Herson Capri volta aos palcos após infarto e faz desabafo sobre a finitude: “pode ser o fim”
O ator Herson Capri, um dos nomes mais conhecidos da teledramaturgia brasileira, viveu recentemente um momento delicado que poderia acontecer com qualquer pessoa — e que, quando atinge uma figura pública, acaba reverberando ainda mais. Aos 74 anos, ele sofreu um infarto em 17 de fevereiro e precisou ser operado às pressas, passando por um procedimento com colocação de stent, usado para auxiliar o fluxo sanguíneo em artérias do coração. Pouco tempo depois, em recuperação, Capri decidiu falar abertamente sobre o impacto desse susto.
E foi justamente a franqueza do ator que chamou atenção: ele descreveu o medo, a sensação de fragilidade e a forma como a cabeça imediatamente vai para o pior cenário — porque, segundo ele, em situações assim, a gente pensa: “pode ser o fim”. Ainda assim, Capri também buscou um tom sereno para explicar que está se cuidando, se recuperando bem e encarando o episódio com maturidade.
O susto que muda a chave por dentro
Infarto é uma palavra que assusta por si só. Mesmo quando o atendimento é rápido e o procedimento é bem-sucedido, a experiência costuma deixar marcas que vão além do físico. Muda o ritmo, muda a rotina, muda a forma de enxergar o tempo.
No relato do ator, a impressão é a de quem levou um choque de realidade: você pode estar trabalhando, com planos e compromissos, e de um dia para o outro o corpo “puxa o freio de mão”. É quando aparecem as perguntas que a gente normalmente empurra para depois: “E se eu não voltar?”, “E se for mais grave?”, “E se eu não tiver outra chance?”
E é aí que entra o desabafo do artista — não como dramatização, mas como um lembrete de que a vida não é garantida. O medo vem, a insegurança vem, e a consciência de finitude se impõe.
O que é um stent e por que ele é usado
Para quem não está familiarizado com o termo, o stent é como uma pequena “mola” (um tubo de malha metálica) colocada dentro de uma artéria para ajudar a mantê-la aberta e permitir que o sangue circule melhor. Ele costuma ser indicado quando existe obstrução nas artérias coronárias, que alimentam o coração.
Esse tipo de procedimento, apesar de comum na cardiologia moderna, não deixa de ser um evento sério. Não é “só um susto”: é uma intervenção que exige cuidado, mudanças de hábitos (quando necessárias), acompanhamento médico, medicações e atenção redobrada.
“Pode ser o fim”: o peso emocional do depois
Talvez a parte que mais tocou o público tenha sido justamente a expressão do ator sobre o que passa pela cabeça numa hora dessas. Não é apenas o medo da dor — é o medo do desconhecido e, principalmente, da possibilidade real de não haver volta.

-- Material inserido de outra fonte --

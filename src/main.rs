mod debug_report;

use mission_forge::{Context, HostLimits, ModuleCatalog, ProfileRegistry, compile_verbose_with};
use rand::SeedableRng;
use rand::rngs::StdRng;
use std::io::{self, IsTerminal, Read};
use std::path::PathBuf;

fn main() {
    env_logger::Builder::from_env(env_logger::Env::default().default_filter_or("warn")).init();

    let config = match parse_args() {
        Ok(config) => config,
        Err(err) => {
            eprintln!("{err}");
            std::process::exit(2);
        }
    };

    let ctx = match load_context(&config) {
        Ok(ctx) => ctx,
        Err(err) => {
            eprintln!("error: {err}");
            std::process::exit(1);
        }
    };

    if config.list {
        debug_report::print_listing(&ctx, config.color);
        return;
    }

    let input = match config.input {
        Some(input) => input,
        None => match read_stdin_input() {
            Ok(input) => input,
            Err(err) => {
                eprintln!("{err}");
                std::process::exit(2);
            }
        },
    };
    if input.trim().is_empty() {
        eprintln!("error: no input provided\n\n{}", help_text());
        std::process::exit(2);
    }

    let mut rng = match config.seed {
        Some(seed) => StdRng::seed_from_u64(seed),
        None => StdRng::from_entropy(),
    };
    let res = compile_verbose_with(&input, &ctx, &mut rng);

    if config.json {
        match &res.result {
            Ok(mission) => match serde_json::to_string_pretty(mission) {
                Ok(json) => println!("{json}"),
                Err(err) => {
                    eprintln!("error: failed to serialize mission: {err}");
                    std::process::exit(1);
                }
            },
            Err(err) => eprintln!("{}", err.summary(5)),
        }
    } else {
        debug_report::print_run(&res, config.color);
    }

    if res.result.is_err() {
        std::process::exit(1);
    }
}

struct CliConfig {
    input: Option<String>,
    modules: Option<PathBuf>,
    profiles: Option<PathBuf>,
    limits: HostLimits,
    seed: Option<u64>,
    json: bool,
    list: bool,
    color: bool,
}

fn load_context(config: &CliConfig) -> Result<Context, mission_forge::LoadError> {
    let catalog = match &config.modules {
        Some(path) => ModuleCatalog::load(path)?,
        None => ModuleCatalog::new(),
    };
    let profiles = match &config.profiles {
        Some(dir) => ProfileRegistry::load_dir(dir)?,
        None => ProfileRegistry::new(),
    };
    Ok(Context::new(catalog, profiles).with_limits(config.limits))
}

fn parse_args() -> Result<CliConfig, String> {
    let mut config = CliConfig {
        input: None,
        modules: None,
        profiles: None,
        limits: HostLimits::default(),
        seed: None,
        json: false,
        list: false,
        color: io::stdout().is_terminal(),
    };
    let mut args = std::env::args().skip(1);

    while let Some(arg) = args.next() {
        match arg.as_str() {
            "-h" | "--help" => {
                print_help();
                std::process::exit(0);
            }
            "-V" | "--version" => {
                println!("mission-forge {}", env!("CARGO_PKG_VERSION"));
                std::process::exit(0);
            }
            "--color" => config.color = true,
            "--no-color" => config.color = false,
            "--json" => config.json = true,
            "--list" => config.list = true,
            "--no-multiple-bombs" => config.limits.multiple_bombs = false,
            "--no-factory" => config.limits.factory = false,
            "--ruleseed-modifier" => config.limits.rule_seed = true,
            "--modules" => config.modules = Some(PathBuf::from(expect_value(&mut args, "--modules")?)),
            "--profiles" => config.profiles = Some(PathBuf::from(expect_value(&mut args, "--profiles")?)),
            "--max-modules" => config.limits.max_modules = parse_number(&expect_value(&mut args, "--max-modules")?, "--max-modules")?,
            "--seed" => config.seed = Some(parse_number(&expect_value(&mut args, "--seed")?, "--seed")?),
            "--input" | "-i" => {
                let value = expect_value(&mut args, "--input")?;
                set_input(&mut config, value)?;
            }
            "--" => {
                let rest = args.collect::<Vec<_>>().join(" ");
                if !rest.trim().is_empty() {
                    set_input(&mut config, rest)?;
                }
                break;
            }
            _ if arg.starts_with("--input=") => {
                let value = arg.trim_start_matches("--input=").to_string();
                set_input(&mut config, value)?;
            }
            _ if arg.starts_with("--seed=") => {
                config.seed = Some(parse_number(arg.trim_start_matches("--seed="), "--seed")?);
            }
            _ if arg.starts_with('-') => {
                return Err(format!("error: unknown option '{arg}'"));
            }
            _ => {
                let rest = std::iter::once(arg).chain(args).collect::<Vec<_>>().join(" ");
                set_input(&mut config, rest)?;
                break;
            }
        }
    }

    Ok(config)
}

fn expect_value(args: &mut impl Iterator<Item = String>, flag: &str) -> Result<String, String> {
    args.next().ok_or_else(|| format!("error: {flag} expects a value"))
}

fn parse_number<T: std::str::FromStr>(value: &str, flag: &str) -> Result<T, String> {
    value.parse().map_err(|_| format!("error: invalid {flag} '{value}' (expected a non-negative integer)"))
}

fn set_input(config: &mut CliConfig, value: String) -> Result<(), String> {
    if config.input.is_some() {
        return Err("error: input provided multiple times".to_string());
    }
    config.input = Some(value);
    Ok(())
}

fn read_stdin_input() -> Result<String, String> {
    let mut buffer = String::new();
    io::stdin().read_to_string(&mut buffer).map_err(|err| format!("error: failed to read stdin: {err}"))?;
    Ok(buffer)
}

fn print_help() {
    println!("{}", help_text());
}

fn help_text() -> String {
    format!(
        "mission-forge {version}

Compile a dynamic mission description into a bomb configuration.

Usage:
  mission-forge [OPTIONS] [--] <mission...>
  mission-forge [OPTIONS] --input <text>
  mission-forge [OPTIONS] --list

Options:
  -i, --input <text>         Mission text. If omitted, reads remaining args
                             or stdin when no args are provided.
  --modules <file>           JSON module catalog ({{\"solvable\", \"needy\", \"disabled\"}}).
  --profiles <dir>           Directory of mod-selector profile *.json files.
  --max-modules <n>          Largest module count per bomb. Default: {max}
  --seed <n>                 Seed the random source for reproducible output.
  --no-multiple-bombs        Host lacks the multiple-bombs extension.
  --no-factory               Host lacks the factory extension.
  --ruleseed-modifier        Host has the rule-seed modifier installed.
  --json                     Print the compiled mission as JSON.
  --list                     List every pool keyword and module id.
  --color                    Force ANSI color output.
  --no-color                 Disable ANSI color output.
  -h, --help                 Show this help message.
  -V, --version              Print version information.

Logging:
  RUST_LOG=mission_forge=debug shows scanner and parser traces.

Exit codes:
  0  Success.
  1  The mission has problems, or a snapshot failed to load.
  2  Invalid arguments or missing input.
",
        version = env!("CARGO_PKG_VERSION"),
        max = HostLimits::default().max_modules
    )
}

Capri também pontuou uma visão que, para muita gente, soa como um aprendizado duro: com a idade, esses pensamentos ficam mais frequentes. A morte deixa de ser uma ideia distante e vira algo que “entra na sala”, senta no sofá e se faz notar. E isso não precisa ser encarado como desespero: pode ser encarado como consciência.
Em outras palavras: quando você se dá conta de que a vida é finita, certas coisas perdem importância — e outras ganham um valor enorme. Prioridades mudam. A pressa muda de sentido. E o que antes parecia “para qualquer dia” passa a parecer “para agora”.
A volta aos palcos: trabalho, propósito e recomeço
Outro ponto que chamou atenção foi a decisão do ator de retornar ao teatro. Mesmo após o episódio, ele confirmou retorno aos palcos em 5 de março, integrando o elenco da peça “A Sabedoria dos Pais”, ao lado de Natália do Vale, em São Paulo.
Esse retorno carrega um simbolismo forte: a arte como rotina, o palco como casa, o trabalho como forma de seguir. Para muitos artistas, voltar à cena não é apenas “cumprir agenda”; é recuperar identidade e propósito, colocar os pés no chão e reafirmar que ainda há vida pulsando — e projetos esperando para acontecer.
A peça, assinada por Miguel Falabella (texto e direção), reúne nomes experientes e carismáticos, e tem tudo para conversar com o público justamente por abordar temas ligados à família, ao tempo, às relações e às marcas que a vida deixa. Nesse contexto, a presença de Capri ganha outra camada: não é apenas atuação — é também atravessamento de vida real.